Donald Trump's incendiary, racist, scapegoating rhetoric is frighteningly reminiscent of the hate-filled rantings of Adolph Hitler.

This comparison is not intended to be insensitive or disrespectful to, or trivializing, the Holocaust and the many millions whose lives were savagely extinguished at the merciless hands of Hitler and his brutal Nazi regime. Rather, it's to draw chilling foundational parallels between this genocidal behavior, the hateful propaganda that preceded it, and the kind of dangerous demagoguery that spews from Trump's mouth daily. We cannot be afraid to make such comparisons, because doing so gives the hate-mongers a free pass.

Since announcing his candidacy in June, Trump has dominated the polls, the media and the public's attention. Despite several outrageously offensive controversial statements about women, gays, Muslims, blacks, Mexicans, refugees, immigrants, Sen. John McCain, 9/11, his opponents and people with disabilities, Trump continues to defy conventional wisdom in maintaining a commanding lead.

Trump's blistering, irrational, ad hominem attacks on his detractors have drawn massive crowds at his rallies, have sucked the air out of the Republican primary season and have made it virtually impossible for any other candidate to gain meaningful traction. Prior to 2015, Trump's logic-defying gaffes surely would have killed a campaign. But in the current toxic political climate, his unprecedented missteps have incredulously served to fuel his reality-show bid for the presidency.

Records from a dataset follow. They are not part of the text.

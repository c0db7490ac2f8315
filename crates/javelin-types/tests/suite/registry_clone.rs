use javelin_types::{TypeEnv, TypeError, TypeParamSymbol, TypeSystem};
use pretty_assertions::assert_eq;

use super::fixtures::{class, raw};

#[test]
fn clones_resolve_inherited_type_parameters() {
    let base = TypeSystem::with_minimal_jdk();
    let enum_ = class(&base, "java.lang.Enum");
    let e = base.class(enum_).unwrap().type_params[0];

    let copy = base.clone();
    assert_eq!(copy.type_var_name(e), Some("E"));
    assert_eq!(copy.upper_bound(e), base.upper_bound(e));

    let mut grandchild = copy.clone();
    grandchild.set_type_param_bound(e, base.object()).unwrap();
    assert_eq!(grandchild.upper_bound(e), base.object());
    assert_eq!(copy.upper_bound(e), base.upper_bound(e));
}

#[test]
fn sibling_clones_keep_new_type_parameters_apart() {
    let base = TypeSystem::with_minimal_jdk();
    let mut a = base.clone();
    let mut b = base.clone();

    let a_class = a.intern_class_id("com.example.A");
    let x = a.add_type_param(
        TypeParamSymbol::of_class(a_class, 0),
        "X",
        raw(&a, "java.lang.Number"),
    );
    let b_class = b.intern_class_id("com.example.B");
    let y = b.add_type_param(
        TypeParamSymbol::of_class(b_class, 0),
        "Y",
        raw(&b, "java.lang.String"),
    );

    assert_eq!(a.type_var_name(x), Some("X"));
    assert_eq!(b.type_var_name(y), Some("Y"));
    assert_eq!(b.type_var_name(x), None);
    assert_eq!(b.upper_bound(x), b.object());
    assert_eq!(a.type_var_name(y), None);
    assert_eq!(base.type_var_name(x), None);

    let err = b.set_type_param_bound(x, b.object()).unwrap_err();
    assert!(matches!(err, TypeError::IllegalState(_)), "{err:?}");
}

#[test]
fn parameters_declared_after_cloning_stay_with_the_original() {
    let mut base = TypeSystem::with_minimal_jdk();
    let copy = base.clone();

    let holder = base.intern_class_id("com.example.Late");
    let late = base.declare_type_param(TypeParamSymbol::of_class(holder, 0), "L");

    assert_eq!(base.type_var_name(late), Some("L"));
    assert_eq!(copy.type_var_name(late), None);
}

The real Trump phenomenon is that there simply doesn't seem to be anything he can do or say that will turn his rabidly loyally supporters against him. He's touched a raw nerve; pushed a very emotionally powerful button. He's given legitimacy to their ignorance and misguided vitriol. And that's where the similarities with Hitler become even more apparent.

Like Hitler, Trump has seized the opportunity to turn an "angry, fed up" segment of the population into his personal mob. They're rapaciously devouring his racially charged, divisive antics. The Trump mob has even resorted to physically attacking protesters who show up at his rallies, as they did recently in Alabama. Others have been pushed, threatened and intimidated. And if he passed out brown shirt uniforms, the kind Hitler's SS wore, many of these Trumpists would likely wear 'em as they fight "to take back America."

These angry citizens, like those in pre-World War II Germany, are looking for a scapegoat. Someone to blame for their frustration. Their poverty. For threatening their security. For destroying "America's greatness." In Nazi Germany it was fear, ignorance and seething underlying ethnic animus that gave rise to Hitler. The same ugly witches' brew that Trump is masterfully manipulating and exploiting as he stokes the flames of prejudice and hatred.

Listen to Trump's fiery attacks and lies about Mexicans, Muslims and refugees and it's not such a leap to Hitler's manic rantings about Jews. And what should we make of his rabble-rousing about walls, registries and the rounding up and deportation of millions of immigrants? While he's not talking of internment or concentration camps per se, he is without question dipping his toes in those ugly waters. This is a man who proudly endorses "Operation Wetback," the unconscionable immigration law enforcement initiative in 1954, which was not only inhumane but deadly.

At his rallies, Trump gesticulates wildly and manically mocks and ridicules anyone who's dared to cross him.  Listen to the cadence and rhythms of his speech. The sarcastic, disparaging tones. The high-pitch ranting. The intense levels of incitement. The narcissism. And yes, the scapegoating, the most chilling element of all. Then watch clips of Hitler's speeches. They're not terribly dissimilar.

Perhaps even more disturbing than Trump himself are the reactions from his "fans" seated behind him, whose nodding, approving, laughing faces you clearly see no matter how outrageously insulting and un-American his comments. The more outlandish and hateful his rhetoric, the more engaged and excited they appear.

Imagine that 2015 America was not enjoying a robust economic recovery, with appreciable growth in jobs, GDP, stocks and housing prices; flowing credit; low inflation; and low interest rates. Imagine instead that in was the Fall of 2008, when the nation's economy was on the verge of collapse. When financial institutions were failing, and savings were being pulled out of banks and stuffed under mattresses. When panic and fear ruled the day.

Now image Donald Trump coming along during this period with his toxic, polarizing, xenophobic, isolationist rhetoric pitting citizen against citizen, "real Americans" against immigrants, Christians against Muslims, whites against blacks and Hispanics. Imagine for a second how easily these "fans" could be provoked into widespread violence and persecution of certain minorities they seem to despise. You think 1930's Germany is so different?